Kenya iniciou um projeto para melhorar a coleta de dados sobre a pesca artesanal, harmonizá-los e torná-los acessíveis aos pescadores e ao governo. A iniciativa usa métodos de coleta digital, trackers nas embarcações e uma base de dados centralizada. O modelo é inspirado no programa de Timor-Leste, iniciado em 2016.
O que está sendo feito
Ao longo de 2026, 150 barcos foram equipados com trackers que transmitem dados em tempo real. Envolvem-se 30 enumeradores financiados pelo governo para registrar as capturas nos pontos de desembarque. Os pescadores também podem registrar dados via aplicativo móvel.
Onde e como funciona
O projeto abrange a costa do Quênia, incluindo Mtwapa e Malindi. A plataforma Peskas consolida as informações, conectando dados de trackers, desembarques e relatos manuais.
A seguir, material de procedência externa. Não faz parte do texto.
//! Message resolution: preference-ordered lookup, plural selection and
//! template expansion.

use crate::error::{I18nError, Result};
use crate::i18n::catalog::{CatalogStore, Message};
use crate::i18n::language::LanguageTag;
use crate::i18n::metrics::TranslationMetrics;
use crate::i18n::plural::{plural_category, PluralCategory, PluralOperands};
use crate::i18n::template;
use serde::Serialize;
use serde_json::{Map, Value};
use std::sync::Arc;
use tracing::debug;

/// Template data: named values addressed by placeholders.
pub type TemplateData = Map<String, Value>;

/// Template data key that carries an explicit plural count.
pub const PLURAL_COUNT_KEY: &str = "PluralCount";

/// Template data key that may carry the count when none is passed explicitly.
pub const COUNT_KEY: &str = "Count";

/// Serialize any struct-like value into template data.
///
/// # Example
/// ```
/// use request_i18n::i18n::template_data;
///
/// #[derive(serde::Serialize)]
/// struct Greeting { #[serde(rename = "Name")] name: &'static str }
///
/// let data = template_data(&Greeting { name: "Ada" })?;
/// assert_eq!(data["Name"], "Ada");
/// # Ok::<(), request_i18n::I18nError>(())
/// ```
pub fn template_data<T: Serialize>(value: &T) -> Result<TemplateData> {
    match serde_json::to_value(value) {
        Ok(Value::Object(map)) => Ok(map),
        Ok(other) => Err(I18nError::InvalidTemplateData {
            reason: format!("got {other}"),
        }),
        Err(e) => Err(I18nError::InvalidTemplateData {
            reason: e.to_string(),
        }),
    }
}

/// A plural count: an integer, a float, or a decimal string such as `"1.5"`.
#[derive(Debug, Clone, PartialEq)]
pub enum PluralCount {
    Int(i64),
    Float(f64),
    Text(String),
}

impl PluralCount {
    /// CLDR operands; malformed text is an error.
    pub fn operands(&self) -> Result<PluralOperands> {
        match self {
            PluralCount::Int(n) => Ok(PluralOperands::from_i64(*n)),
            PluralCount::Float(f) => PluralOperands::from_f64(*f),
            PluralCount::Text(s) => PluralOperands::parse(s),
        }
    }

    fn to_value(&self) -> Value {
        match self {
            PluralCount::Int(n) => Value::from(*n),
            PluralCount::Float(f) => Value::from(*f),
            PluralCount::Text(s) => Value::from(s.clone()),
        }
    }

    /// A count carried in template data: a number or a decimal string.
    fn from_value(value: &Value) -> Option<PluralCount> {
        match value {
            Value::Number(n) => match n.as_i64() {
                Some(i) => Some(PluralCount::Int(i)),
                None => n.as_f64().map(PluralCount::Float),
            },
            Value::String(s) => Some(PluralCount::Text(s.clone())),
            _ => None,
        }
    }
}

macro_rules! plural_count_from_int {
    ($($t:ty),*) => {
        $(impl From<$t> for PluralCount {
            fn from(value: $t) -> Self {
                PluralCount::Int(i64::from(value))
            }
        })*
    };
}

plural_count_from_int!(i8, i16, i32, i64, u8, u16, u32);

impl From<u64> for PluralCount {
    fn from(value: u64) -> Self {
        i64::try_from(value)
            .map(PluralCount::Int)
            .unwrap_or_else(|_| PluralCount::Text(value.to_string()))
    }
}

impl From<usize> for PluralCount {
    fn from(value: usize) -> Self {
        PluralCount::from(value as u64)
    }
}

impl From<f32> for PluralCount {
    fn from(value: f32) -> Self {
        PluralCount::Float(f64::from(value))
    }
}

impl From<f64> for PluralCount {
    fn from(value: f64) -> Self {
        PluralCount::Float(value)
    }
}

impl From<&str> for PluralCount {
    fn from(value: &str) -> Self {
        PluralCount::Text(value.to_string())
    }
}

impl From<String> for PluralCount {
    fn from(value: String) -> Self {
        PluralCount::Text(value)
    }
}

/// Arguments to a translation call.
///
/// * `None` - plain lookup, no expansion, no plural logic
/// * `Count` - plural count; the count is exposed to the template as `PluralCount`
/// * `Data` - template data; a numeric `Count` field drives plural selection
/// * `CountAndData` - both
#[derive(Debug, Clone, PartialEq, Default)]
pub enum Args {
    #[default]
    None,
    Count(PluralCount),
    Data(TemplateData),
    CountAndData(PluralCount, TemplateData),
}

impl Args {
    pub fn count(count: impl Into<PluralCount>) -> Self {
        Args::Count(count.into())
    }

    pub fn data(data: TemplateData) -> Self {
        Args::Data(data)
    }

    pub fn count_and_data(count: impl Into<PluralCount>, data: TemplateData) -> Self {
        Args::CountAndData(count.into(), data)
    }

    /// Template data serialized from a struct-like value.
    pub fn with<T: Serialize>(value: &T) -> Result<Self> {
        Ok(Args::Data(template_data(value)?))
    }

    fn explicit_count(&self) -> Option<&PluralCount> {
        match self {
            Args::Count(c) | Args::CountAndData(c, _) => Some(c),
            _ => None,
        }
    }
}

impl From<TemplateData> for Args {
    fn from(data: TemplateData) -> Self {
        Args::Data(data)
    }
}

/// A localizer bound to one preference list and a catalog store.
///
/// Cloning is cheap; every call reads a single catalog snapshot.
#[derive(Clone)]
pub struct Localizer {
    store: Arc<CatalogStore>,
    metrics: Arc<TranslationMetrics>,
    preferences: Vec<String>,
    search: Vec<LanguageTag>,
}

impl Localizer {
    /// Bind a preference list. Entries that are not valid tags are skipped;
    /// every valid entry is expanded through its fallback chain.
    pub fn new(
        store: Arc<CatalogStore>,
        metrics: Arc<TranslationMetrics>,
        preferences: Vec<String>,
    ) -> Self {
        let mut search = Vec::new();
        for preference in &preferences {
            match LanguageTag::parse(preference) {
                Ok(tag) => search.extend(tag.fallback_chain()),
                Err(e) => debug!("Ignoring preferred language: {}", e),
            }
        }

        Self {
            store,
            metrics,
            preferences,
            search,
        }
    }

    /// The preference list this localizer was bound to.
    pub fn languages(&self) -> &[String] {
        &self.preferences
    }

    /// Tags in the order they are searched.
    pub fn search_order(&self) -> &[LanguageTag] {
        &self.search
    }

    /// Resolve `message_id` against the preference list.
    ///
    /// # Returns
    /// * `Ok(text)` from the first language that has the message
    /// * `Ok(message_id)` if no language has it
    /// * `Err(MalformedCount)` if an explicit count cannot be read, even when
    ///   the message is missing
    /// * `Err(MissingTemplateField | MalformedTemplate)` on expansion errors
    pub fn localize(&self, message_id: &str, args: &Args) -> Result<String> {
        let explicit = args
            .explicit_count()
            .map(|count| count.operands().map(|op| (count, op)))
            .transpose()?;

        let catalog = self.store.snapshot();
        let found = self
            .search
            .iter()
            .find_map(|tag| catalog.get(tag, message_id).map(|message| (tag, message)));

        let (tag, message) = match found {
            Some(hit) => hit,
            None => {
                self.metrics.record_missing();
                debug!(
                    "No translation for '{}' in {:?}, returning the id",
                    message_id, self.preferences
                );
                return Ok(message_id.to_string());
            }
        };
        self.metrics.record_resolved();

        let category = self.category(tag, message, args, explicit.as_ref().map(|(_, op)| op))?;
        let template = message.template(category);

        match args {
            Args::None => Ok(template.to_string()),
            Args::Count(_) => {
                let mut data = TemplateData::new();
                if let Some((count, _)) = &explicit {
                    data.insert(PLURAL_COUNT_KEY.to_string(), count.to_value());
                }
                template::expand(message_id, template, Some(&data))
            }
            Args::Data(data) => template::expand(message_id, template, Some(data)),
            Args::CountAndData(count, data) => {
                if data.contains_key(PLURAL_COUNT_KEY) {
                    template::expand(message_id, template, Some(data))
                } else {
                    let mut data = data.clone();
                    data.insert(PLURAL_COUNT_KEY.to_string(), count.to_value());
                    template::expand(message_id, template, Some(&data))
                }
            }
        }
    }

    fn category(
        &self,
        tag: &LanguageTag,
        message: &Message,
        args: &Args,
        explicit: Option<&PluralOperands>,
    ) -> Result<Option<PluralCategory>> {
        if !message.is_plural() {
            return Ok(None);
        }

        let operands = match (explicit, args) {
            (Some(op), _) => Some(*op),
            (None, Args::Data(data)) => {
                let implicit = data
                    .get(COUNT_KEY)
                    .or_else(|| data.get(PLURAL_COUNT_KEY))
                    .and_then(PluralCount::from_value);
                match implicit {
                    Some(count) => Some(count.operands()?),
                    None => None,
                }
            }
            _ => None,
        };

        Ok(operands.map(|op| plural_category(tag.language(), &op)))
    }
}

impl std::fmt::Debug for Localizer {
    fn fmt(&self, f: &mut std::fmt::Formatter<'_>) -> std::fmt::Result {
        f.debug_struct("Localizer")
            .field("preferences", &self.preferences)
            .finish()
    }
}
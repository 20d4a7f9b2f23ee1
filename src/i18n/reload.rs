//! Staleness checks for lazily reloaded catalogs.

use crate::i18n::source::FileTree;
use chrono::{DateTime, Utc};
use tracing::{error, info};

/// The only mode in which catalogs are ever reloaded.
pub const DEVELOPMENT: &str = "development";

/// Decides whether the catalog should be rebuilt before serving a request.
pub struct ReloadSupervisor;

impl ReloadSupervisor {
    /// `true` when running in development mode and either nothing has been
    /// loaded yet or some file changed after `loaded_at`.
    ///
    /// Walk errors are logged and skipped; they never force a reload on
    /// their own.
    pub fn needs_reload(mode: &str, loaded_at: Option<DateTime<Utc>>, tree: &dyn FileTree) -> bool {
        if mode != DEVELOPMENT {
            return false;
        }

        let Some(loaded_at) = loaded_at else {
            return true;
        };

        for entry in tree.walk() {
            match entry {
                Ok(entry) if entry.is_dir => {}
                Ok(entry) => {
                    if entry.modified.is_some_and(|modified| modified > loaded_at) {
                        info!("Locale file changed: {}", entry.path.display());
                        return true;
                    }
                }
                Err(e) => error!("Error while checking locale files: {}", e),
            }
        }

        false
    }
}
//! Failover state restoration
//!
//! When the leader, a partition primary, or the active upstream changes,
//! every affected queue is replayed against the new upstream: substreams
//! are marked reopening, a reopen request goes out per substream, and a
//! reconfigure follows each successful reopen. Each request carries the
//! `(upstream, generation)` tuple captured at send time; responses whose
//! tuple no longer matches the live topology are discarded as superseded.
//!
//! In-flight reopens are tracked as explicit tickets. The ticket count is
//! mirrored into an atomic so `is_failover_in_progress` stays readable off
//! the dispatcher, and a new restore pass retires the tickets it
//! supersedes, so the count provably returns to zero.

use crate::context::SubStreamState;
use crate::helper::ClusterQueueHelper;
use crate::request::RequestOutcome;
use crate::uri::QueueUri;
use skein_protocol::{ControlMessage, NodeId, StreamParameters};
use tracing::{debug, info, warn};

/// One in-flight reopen: a substream being replayed to a specific upstream
/// generation.
pub(crate) struct ReopenTicket {
    pub uri: QueueUri,
    pub app_id: String,
    /// `None` for proxy queues (all partitions share the one upstream)
    pub partition: Option<u32>,
    pub upstream: NodeId,
    pub generation: u64,
}

impl ClusterQueueHelper {
    /// Replay state for all queues (`partition == None`) or for the queues
    /// of one partition.
    pub(crate) fn restore_state(&mut self, partition: Option<u32>) {
        // retire tickets this pass supersedes; their responses will be
        // discarded on arrival
        let superseded: Vec<u64> = self
            .pending_reopens
            .iter()
            .filter(|(_, t)| partition.is_none() || t.partition == partition)
            .map(|(id, _)| *id)
            .collect();
        if !superseded.is_empty() {
            debug!(count = superseded.len(), "retiring superseded reopen tickets");
            for id in superseded {
                self.pending_reopens.remove(&id);
            }
            self.sync_reopen_mirror();
        }

        info!(partition = ?partition, "restoring queue state");
        for uri in self.registry.uris() {
            let (has_pending, queue_partition, is_local) = match self.registry.get(&uri) {
                Some(context) => (
                    !context.live.pending.is_empty(),
                    context.partition_id(),
                    context.live.queue.as_ref().is_some_and(|q| q.is_local()),
                ),
                None => continue,
            };

            if !self.is_queue_assigned(&uri) {
                if has_pending {
                    self.assign_queue(&uri);
                }
                continue;
            }

            if !self.topology.role.is_proxy() {
                if let Some(filter) = partition {
                    if queue_partition != Some(filter) {
                        continue;
                    }
                }
                // strictly-local queues have no upstream to restore
                if is_local {
                    self.on_queue_context_assigned(&uri);
                    continue;
                }
            }

            self.restore_queue(&uri);
        }
    }

    fn restore_queue(&mut self, uri: &QueueUri) {
        let partition = self.partition_of(uri);
        let Some((upstream, generation)) = self
            .topology
            .upstream_and_generation(partition.unwrap_or(0))
        else {
            debug!(uri = %uri, "no upstream to restore against");
            return;
        };

        let app_ids: Vec<String> = {
            let Some(context) = self.registry.get_mut(uri) else {
                return;
            };
            context
                .live
                .substreams
                .values_mut()
                .filter(|s| s.state != SubStreamState::Closed)
                .filter_map(|s| {
                    if s.transition(SubStreamState::Reopening) {
                        Some(s.app_id.clone())
                    } else {
                        None
                    }
                })
                .collect()
        };

        for app_id in app_ids {
            self.send_reopen_request(uri.clone(), app_id, upstream.clone(), generation, 1);
        }

        // opens parked while no upstream was available can proceed now
        self.on_queue_context_assigned(uri);
    }

    fn send_reopen_request(
        &mut self,
        uri: QueueUri,
        app_id: String,
        upstream: NodeId,
        generation: u64,
        attempt: u32,
    ) {
        let (handle_parameters, queue_id) = {
            let Some(context) = self.registry.get(&uri) else {
                return;
            };
            let Some(substream) = context.live.substreams.get(&app_id) else {
                return;
            };
            (substream.parameters.clone(), context.live.id)
        };

        let ticket_id = self.next_reopen_ticket;
        self.next_reopen_ticket += 1;
        self.pending_reopens.insert(
            ticket_id,
            ReopenTicket {
                uri: uri.clone(),
                app_id: app_id.clone(),
                partition: self.partition_of(&uri),
                upstream: upstream.clone(),
                generation,
            },
        );
        self.sync_reopen_mirror();

        debug!(uri = %uri, app_id, %upstream, generation, attempt, "sending reopen");
        let transport = self.transport.clone();
        let dispatcher = self.dispatcher.clone();
        let timeout = self.config.open_timeout;
        self.requests.send(
            transport.as_ref(),
            &dispatcher,
            upstream,
            timeout,
            move |header| ControlMessage::OpenQueueRequest {
                header,
                handle_parameters,
                queue_id,
                is_reopen: true,
            },
            Box::new(move |helper, outcome| {
                helper.on_reopen_queue_response(ticket_id, attempt, outcome);
            }),
        );
    }

    fn on_reopen_queue_response(
        &mut self,
        ticket_id: u64,
        attempt: u32,
        outcome: RequestOutcome,
    ) {
        let Some(ticket) = self.pending_reopens.get(&ticket_id) else {
            // superseded by a newer restore pass
            return;
        };

        // generation check: accept only if the upstream is still the one the
        // request was sent to
        let current = self
            .topology
            .upstream_and_generation(ticket.partition.unwrap_or(0));
        if current != Some((ticket.upstream.clone(), ticket.generation)) {
            debug!(uri = %ticket.uri, "discarding reopen response from stale generation");
            self.retire_reopen_ticket(ticket_id);
            return;
        }

        let status = outcome.status();
        if status.is_success() {
            if let RequestOutcome::Response(ControlMessage::OpenQueueResponse { .. }) = outcome {
                self.on_reopen_succeeded(ticket_id);
                return;
            }
        }

        // failure or mismatched response: retry with backoff, then give up
        if attempt < self.config.reopen_max_attempts {
            let backoff = self.config.reopen_retry_backoff * attempt;
            debug!(uri = %ticket.uri, attempt, %status, "reopen failed, scheduling retry");
            let dispatcher = self.dispatcher.clone();
            tokio::spawn(async move {
                tokio::time::sleep(backoff).await;
                dispatcher.post(move |helper| helper.retry_reopen(ticket_id, attempt + 1));
            });
        } else {
            warn!(uri = %ticket.uri, app_id = %ticket.app_id, %status, "reopen attempts exhausted");
            self.on_reopen_failed(ticket_id);
        }
    }

    fn retry_reopen(&mut self, ticket_id: u64, attempt: u32) {
        let Some(ticket) = self.pending_reopens.remove(&ticket_id) else {
            return;
        };
        self.sync_reopen_mirror();

        // re-send only while the captured generation is still current
        let current = self
            .topology
            .upstream_and_generation(ticket.partition.unwrap_or(0));
        if current != Some((ticket.upstream.clone(), ticket.generation)) {
            return;
        }
        self.send_reopen_request(
            ticket.uri,
            ticket.app_id,
            ticket.upstream,
            ticket.generation,
            attempt,
        );
    }

    /// Reopen succeeded: flush buffered closes, then reconcile stream
    /// parameters with a configure. The ticket is retired only once the
    /// configure response arrives.
    fn on_reopen_succeeded(&mut self, ticket_id: u64) {
        let Some(ticket) = self.pending_reopens.get(&ticket_id) else {
            return;
        };
        let uri = ticket.uri.clone();
        let app_id = ticket.app_id.clone();
        let upstream = ticket.upstream.clone();

        let (queue_id, stream_parameters) = {
            let Some(context) = self.registry.get_mut(&uri) else {
                self.retire_reopen_ticket(ticket_id);
                return;
            };
            let queue_id = context.live.id;
            let Some(substream) = context.live.substreams.get_mut(&app_id) else {
                self.retire_reopen_ticket(ticket_id);
                return;
            };
            if !substream.transition(SubStreamState::Open) {
                debug!(uri = %uri, app_id, state = ?substream.state, "reopen response for settled substream");
            }
            let parameters = substream.stream_parameters.clone().unwrap_or_else(|| {
                StreamParameters::new(app_id.clone(), substream.upstream_sub_queue_id)
            });
            (queue_id, parameters)
        };

        debug!(uri = %uri, app_id, "reopen succeeded, reconciling configuration");
        self.process_pending_closes(&uri, &app_id, true);

        let transport = self.transport.clone();
        let dispatcher = self.dispatcher.clone();
        let timeout = self.config.configure_timeout;
        self.requests.send(
            transport.as_ref(),
            &dispatcher,
            upstream,
            timeout,
            move |header| ControlMessage::ConfigureQueueStreamRequest {
                header,
                queue_id,
                stream_parameters,
            },
            Box::new(move |helper, outcome| {
                helper.on_reopen_configure_response(ticket_id, outcome);
            }),
        );
    }

    /// Configure response paired with a reopen: this is the point where the
    /// pending-reopen count drops.
    fn on_reopen_configure_response(&mut self, ticket_id: u64, outcome: RequestOutcome) {
        let Some(ticket) = self.pending_reopens.remove(&ticket_id) else {
            return;
        };
        self.sync_reopen_mirror();

        let status = outcome.status();
        let restored = status.is_success();
        if restored {
            info!(uri = %ticket.uri, app_id = %ticket.app_id, "substream restored");
        } else {
            warn!(uri = %ticket.uri, app_id = %ticket.app_id, %status, "reconfigure after reopen failed");
        }
        self.notify_queue(&ticket.uri, &ticket.app_id, ticket.generation, restored);
    }

    /// Reopen gave up: the substream is failed, buffered closes are failed,
    /// and the queue NACKs its pending PUTs.
    fn on_reopen_failed(&mut self, ticket_id: u64) {
        let Some(ticket) = self.pending_reopens.remove(&ticket_id) else {
            return;
        };
        self.sync_reopen_mirror();

        self.mark_substream_failed(&ticket.uri, &ticket.app_id);
        self.process_pending_closes(&ticket.uri, &ticket.app_id, false);
        self.notify_queue(&ticket.uri, &ticket.app_id, ticket.generation, false);
    }

    /// Tell the queue object the outcome of its restore: retransmit pending
    /// work on success, NACK pending PUTs on failure.
    fn notify_queue(&mut self, uri: &QueueUri, app_id: &str, generation: u64, restored: bool) {
        let Some(context) = self.registry.get(uri) else {
            return;
        };
        let Some(queue) = context.live.queue.clone() else {
            return;
        };
        let writer_only = context
            .live
            .substreams
            .get(app_id)
            .is_some_and(|s| s.is_writer_only());

        if restored {
            queue.on_upstream_restored(generation, writer_only);
        } else {
            queue.on_upstream_lost();
        }
    }

    fn retire_reopen_ticket(&mut self, ticket_id: u64) {
        if self.pending_reopens.remove(&ticket_id).is_some() {
            self.sync_reopen_mirror();
        }
    }

    /// The upstream connection for a partition (or for the whole proxy)
    /// changed availability.
    pub(crate) fn on_upstream_node_change(
        &mut self,
        node: Option<NodeId>,
        partition: Option<u32>,
    ) {
        info!(node = ?node, partition = ?partition, "upstream node changed");
        if self.topology.role.is_proxy() {
            self.topology.active_upstream = node.clone();
            if node.is_some() {
                self.restore_state(None);
            }
            return;
        }
        if node.is_some() {
            self.restore_state(partition);
        }
    }
}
As informações ajudam a mapear rotas, tempo de pesca e áreas frequentadas.
Por que é necessário
Dados precisos visam reduzir a competição por recifes em declínio e orientar decisões governamentais sobre gestão pesqueira. A expectativa é que o sistema melhore a estimativa de CPUE e apoie planos de uso sustentável dos recursos marinhos.
Perspectivas e impactos
Especialistas apontam que a integração de dados pode apoiar um plano espacial marinho e orientar investimentos na economia azul. A iniciativa também busca ampliar o acesso dos pescadores a informações que possam subsidiar decisões de crédito e manejo de recursos.